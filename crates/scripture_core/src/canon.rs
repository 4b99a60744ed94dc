//! crates/scripture_core/src/canon.rs
//!
//! The fixed table of the 66 canonical books. Ids are the 1-based position in
//! `CANON`. Used to seed reference data and to translate between the text
//! provider's book names and canonical ids.

use crate::domain::{Book, Testament};

/// A static row of the canonical book table.
#[derive(Debug, Clone, Copy)]
pub struct CanonicalBook {
    pub name: &'static str,
    pub localized_name: &'static str,
    pub testament: Testament,
    pub chapter_count: i32,
}

const fn old(name: &'static str, localized_name: &'static str, chapter_count: i32) -> CanonicalBook {
    CanonicalBook {
        name,
        localized_name,
        testament: Testament::Old,
        chapter_count,
    }
}

const fn new(name: &'static str, localized_name: &'static str, chapter_count: i32) -> CanonicalBook {
    CanonicalBook {
        name,
        localized_name,
        testament: Testament::New,
        chapter_count,
    }
}

pub const CANON: [CanonicalBook; 66] = [
    old("Genesis", "Genesis", 50),
    old("Exodus", "Exodo", 40),
    old("Leviticus", "Levitico", 27),
    old("Numbers", "Mga Bilang", 36),
    old("Deuteronomy", "Deuteronomio", 34),
    old("Joshua", "Josue", 24),
    old("Judges", "Mga Hukom", 21),
    old("Ruth", "Ruth", 4),
    old("1 Samuel", "1 Samuel", 31),
    old("2 Samuel", "2 Samuel", 24),
    old("1 Kings", "1 Mga Hari", 22),
    old("2 Kings", "2 Mga Hari", 25),
    old("1 Chronicles", "1 Mga Cronica", 29),
    old("2 Chronicles", "2 Mga Cronica", 36),
    old("Ezra", "Ezra", 10),
    old("Nehemiah", "Nehemias", 13),
    old("Esther", "Ester", 10),
    old("Job", "Job", 42),
    old("Psalms", "Mga Awit", 150),
    old("Proverbs", "Mga Kawikaan", 31),
    old("Ecclesiastes", "Mangangaral", 12),
    old("Song of Solomon", "Awit ni Solomon", 8),
    old("Isaiah", "Isaias", 66),
    old("Jeremiah", "Jeremias", 52),
    old("Lamentations", "Mga Panaghoy", 5),
    old("Ezekiel", "Ezekiel", 48),
    old("Daniel", "Daniel", 12),
    old("Hosea", "Oseas", 14),
    old("Joel", "Joel", 3),
    old("Amos", "Amos", 9),
    old("Obadiah", "Obadias", 1),
    old("Jonah", "Jonas", 4),
    old("Micah", "Miqueas", 7),
    old("Nahum", "Nahum", 3),
    old("Habakkuk", "Habacuc", 3),
    old("Zephaniah", "Sofonias", 3),
    old("Haggai", "Hageo", 2),
    old("Zechariah", "Zacarias", 14),
    old("Malachi", "Malaquias", 4),
    new("Matthew", "Mateo", 28),
    new("Mark", "Marcos", 16),
    new("Luke", "Lucas", 24),
    new("John", "Juan", 21),
    new("Acts", "Mga Gawa", 28),
    new("Romans", "Mga Taga-Roma", 16),
    new("1 Corinthians", "1 Mga Taga-Corinto", 16),
    new("2 Corinthians", "2 Mga Taga-Corinto", 13),
    new("Galatians", "Mga Taga-Galacia", 6),
    new("Ephesians", "Mga Taga-Efeso", 6),
    new("Philippians", "Mga Taga-Filipos", 4),
    new("Colossians", "Mga Taga-Colosas", 4),
    new("1 Thessalonians", "1 Mga Taga-Tesalonica", 5),
    new("2 Thessalonians", "2 Mga Taga-Tesalonica", 3),
    new("1 Timothy", "1 Timoteo", 6),
    new("2 Timothy", "2 Timoteo", 4),
    new("Titus", "Tito", 3),
    new("Philemon", "Filemon", 1),
    new("Hebrews", "Mga Hebreo", 13),
    new("James", "Santiago", 5),
    new("1 Peter", "1 Pedro", 5),
    new("2 Peter", "2 Pedro", 3),
    new("1 John", "1 Juan", 5),
    new("2 John", "2 Juan", 1),
    new("3 John", "3 Juan", 1),
    new("Jude", "Judas", 1),
    new("Revelation", "Pahayag", 22),
];

/// Canonical name for a book id, if the id is in 1..=66.
pub fn book_name(book_id: i32) -> Option<&'static str> {
    entry(book_id).map(|b| b.name)
}

/// Canonical id for a book name. Matching ignores case and surrounding whitespace.
pub fn book_id(name: &str) -> Option<i32> {
    let name = name.trim();
    CANON
        .iter()
        .position(|b| b.name.eq_ignore_ascii_case(name))
        .map(|idx| idx as i32 + 1)
}

pub fn entry(book_id: i32) -> Option<&'static CanonicalBook> {
    usize::try_from(book_id)
        .ok()
        .and_then(|id| id.checked_sub(1))
        .and_then(|idx| CANON.get(idx))
}

/// The full table as domain books, ordered by id.
pub fn books() -> Vec<Book> {
    CANON
        .iter()
        .enumerate()
        .map(|(idx, b)| Book {
            id: idx as i32 + 1,
            name: b.name.to_string(),
            localized_name: Some(b.localized_name.to_string()),
            testament: b.testament,
            chapter_count: b.chapter_count,
        })
        .collect()
}

#[cfg(test)]
mod tests {
    use super::*;

    #[test]
    fn names_and_ids_round_trip_for_every_book() {
        for id in 1..=66 {
            let name = book_name(id).unwrap();
            assert_eq!(book_id(name), Some(id), "{name}");
        }
    }

    #[test]
    fn out_of_range_ids_have_no_name() {
        assert_eq!(book_name(0), None);
        assert_eq!(book_name(67), None);
        assert_eq!(book_name(-3), None);
    }

    #[test]
    fn lookup_by_name_ignores_case() {
        assert_eq!(book_id("song of solomon"), Some(22));
        assert_eq!(book_id(" 1 JOHN "), Some(62));
        assert_eq!(book_id("Maccabees"), None);
    }

    #[test]
    fn testaments_split_at_matthew() {
        let books = books();
        assert_eq!(books.len(), 66);
        assert!(books[..39].iter().all(|b| b.testament == Testament::Old));
        assert!(books[39..].iter().all(|b| b.testament == Testament::New));
        assert_eq!(books[18].name, "Psalms");
        assert_eq!(books[18].chapter_count, 150);
        assert_eq!(books[64].name, "Jude");
    }
}
pub mod annotations;
pub mod bible;
pub mod dto;
pub mod error;
pub mod middleware;
pub mod prayer;
pub mod rest;
pub mod state;
pub mod user;

// Re-export what the binaries need to build and serve the router.
pub use middleware::require_auth;
pub use rest::{build_router, ApiDoc};
pub use state::{AppState, AuthUser};
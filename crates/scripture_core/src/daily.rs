//! crates/scripture_core/src/daily.rs
//!
//! Offline "verse of the day" selection, used when no daily verse was seeded
//! for a date. Pure: the date is always passed in.

use chrono::{Datelike, NaiveDate};

use crate::domain::VerseRef;

/// Built-in pool the fallback cycles through.
pub const DEFAULT_POOL: [VerseRef; 5] = [
    VerseRef::new(43, 3, 16), // John 3:16
    VerseRef::new(45, 8, 28), // Romans 8:28
    VerseRef::new(50, 4, 13), // Philippians 4:13
    VerseRef::new(19, 23, 1), // Psalms 23:1
    VerseRef::new(20, 3, 5),  // Proverbs 3:5
];

/// Picks `pool[day_of_year % pool.len()]`, with January 1st as day 1.
///
/// Returns `None` for an empty pool.
pub fn resolve_daily_verse(date: NaiveDate, pool: &[VerseRef]) -> Option<VerseRef> {
    if pool.is_empty() {
        return None;
    }
    let day_of_year = date.ordinal() as usize;
    pool.get(day_of_year % pool.len()).copied()
}

#[cfg(test)]
mod tests {
    use super::*;

    fn date(y: i32, m: u32, d: u32) -> NaiveDate {
        NaiveDate::from_ymd_opt(y, m, d).unwrap()
    }

    #[test]
    fn same_date_same_pick() {
        let d = date(2024, 7, 4);
        assert_eq!(
            resolve_daily_verse(d, &DEFAULT_POOL),
            resolve_daily_verse(d, &DEFAULT_POOL)
        );
    }

    #[test]
    fn january_first_is_day_one() {
        assert_eq!(
            resolve_daily_verse(date(2025, 1, 1), &DEFAULT_POOL),
            Some(DEFAULT_POOL[1])
        );
        assert_eq!(
            resolve_daily_verse(date(2025, 1, 5), &DEFAULT_POOL),
            Some(DEFAULT_POOL[0])
        );
    }

    #[test]
    fn consecutive_days_walk_the_pool() {
        let picks: Vec<_> = (1..=5)
            .map(|d| resolve_daily_verse(date(2025, 3, d), &DEFAULT_POOL).unwrap())
            .collect();
        let mut unique = picks.clone();
        unique.sort();
        unique.dedup();
        assert_eq!(unique.len(), DEFAULT_POOL.len());
    }

    #[test]
    fn cycles_yearly_by_day_of_year() {
        // Same day-of-year in consecutive non-leap years.
        assert_eq!(
            resolve_daily_verse(date(2025, 6, 10), &DEFAULT_POOL),
            resolve_daily_verse(date(2026, 6, 10), &DEFAULT_POOL)
        );
        // Dec 31 of a leap year is day 366; day 1 of the next year differs by 365 = 0 mod 5.
        assert_eq!(
            resolve_daily_verse(date(2024, 12, 31), &DEFAULT_POOL),
            resolve_daily_verse(date(2025, 1, 1), &DEFAULT_POOL)
        );
    }

    #[test]
    fn empty_pool_yields_nothing() {
        assert_eq!(resolve_daily_verse(date(2025, 1, 1), &[]), None);
    }

    #[test]
    fn single_entry_pool_always_wins() {
        let only = VerseRef::new(1, 1, 1);
        assert_eq!(resolve_daily_verse(date(2025, 9, 9), &[only]), Some(only));
    }
}
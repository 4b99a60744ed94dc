//! services/api/src/web/error.rs
//!
//! Maps core `PortError`s onto HTTP responses with a `{"message": ...}` body.

use axum::{
    http::StatusCode,
    response::{IntoResponse, Json, Response},
};
use scripture_core::ports::PortError;
use std::fmt::Display;
use tracing::{debug, error, warn};

use crate::web::dto::ErrorBody;

/// An error ready to be sent to the client.
#[derive(Debug)]
pub struct ErrorResponse {
    pub status: StatusCode,
    pub message: String,
}

impl ErrorResponse {
    pub fn new(status: StatusCode, message: impl Into<String>) -> Self {
        Self {
            status,
            message: message.into(),
        }
    }

    /// Translates a port failure raised while performing `operation`.
    /// Unexpected failures are logged and reported with a generic message.
    pub fn from_port(operation: &str, entity: Option<&str>, err: PortError) -> Self {
        let entity = entity.unwrap_or("-");
        match err {
            PortError::NotFound(msg) => {
                debug!(operation, entity, "Not found: {}", msg);
                Self::new(StatusCode::NOT_FOUND, msg)
            }
            PortError::Validation(msg) => {
                debug!(operation, entity, "Rejected input: {}", msg);
                Self::new(StatusCode::BAD_REQUEST, msg)
            }
            PortError::Unauthorized => Self::new(StatusCode::UNAUTHORIZED, "Unauthorized"),
            PortError::ProviderUnavailable(msg) => {
                warn!(operation, entity, "Text provider unavailable: {}", msg);
                Self::new(
                    StatusCode::SERVICE_UNAVAILABLE,
                    "Text provider is unavailable",
                )
            }
            PortError::Unexpected(msg) => {
                error!(operation, entity, "Failed to {}: {}", operation, msg);
                Self::new(
                    StatusCode::INTERNAL_SERVER_ERROR,
                    format!("Failed to {}", operation),
                )
            }
        }
    }
}

impl IntoResponse for ErrorResponse {
    fn into_response(self) -> Response {
        (
            self.status,
            Json(ErrorBody {
                message: self.message,
            }),
        )
            .into_response()
    }
}

/// `map_err` adapter for handlers: `.map_err(failed("list books"))`.
pub fn failed(operation: &'static str) -> impl FnOnce(PortError) -> ErrorResponse {
    move |e| ErrorResponse::from_port(operation, None, e)
}

/// Like `failed`, recording the id of the entity being acted on.
pub fn failed_for(
    operation: &'static str,
    entity: impl Display,
) -> impl FnOnce(PortError) -> ErrorResponse {
    let entity = entity.to_string();
    move |e| ErrorResponse::from_port(operation, Some(&entity), e)
}

#[cfg(test)]
mod tests {
    use super::*;

    #[test]
    fn maps_each_port_error_to_a_status() {
        let cases = [
            (PortError::NotFound("Book 99 not found".into()), StatusCode::NOT_FOUND),
            (PortError::Validation("Title is required".into()), StatusCode::BAD_REQUEST),
            (PortError::Unauthorized, StatusCode::UNAUTHORIZED),
            (PortError::ProviderUnavailable("timeout".into()), StatusCode::SERVICE_UNAVAILABLE),
            (PortError::Unexpected("pool closed".into()), StatusCode::INTERNAL_SERVER_ERROR),
        ];
        for (err, status) in cases {
            assert_eq!(failed("test")(err).status, status);
        }
    }

    #[test]
    fn unexpected_errors_hide_details() {
        let resp = failed_for("delete bookmark", "42")(PortError::Unexpected(
            "connection reset".into(),
        ));
        assert_eq!(resp.message, "Failed to delete bookmark");
    }

    #[test]
    fn validation_errors_keep_their_message() {
        let resp = failed("create prayer request")(PortError::Validation(
            "Title is required".into(),
        ));
        assert_eq!(resp.message, "Title is required");
    }
}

________________________________________

• **Exercise aim**: Copy whichever lines in the listing above contain the word "Jude".

• **Reply**:
    new("Jude", "Judas", 1),
        assert_eq!(books[64].name, "Jude");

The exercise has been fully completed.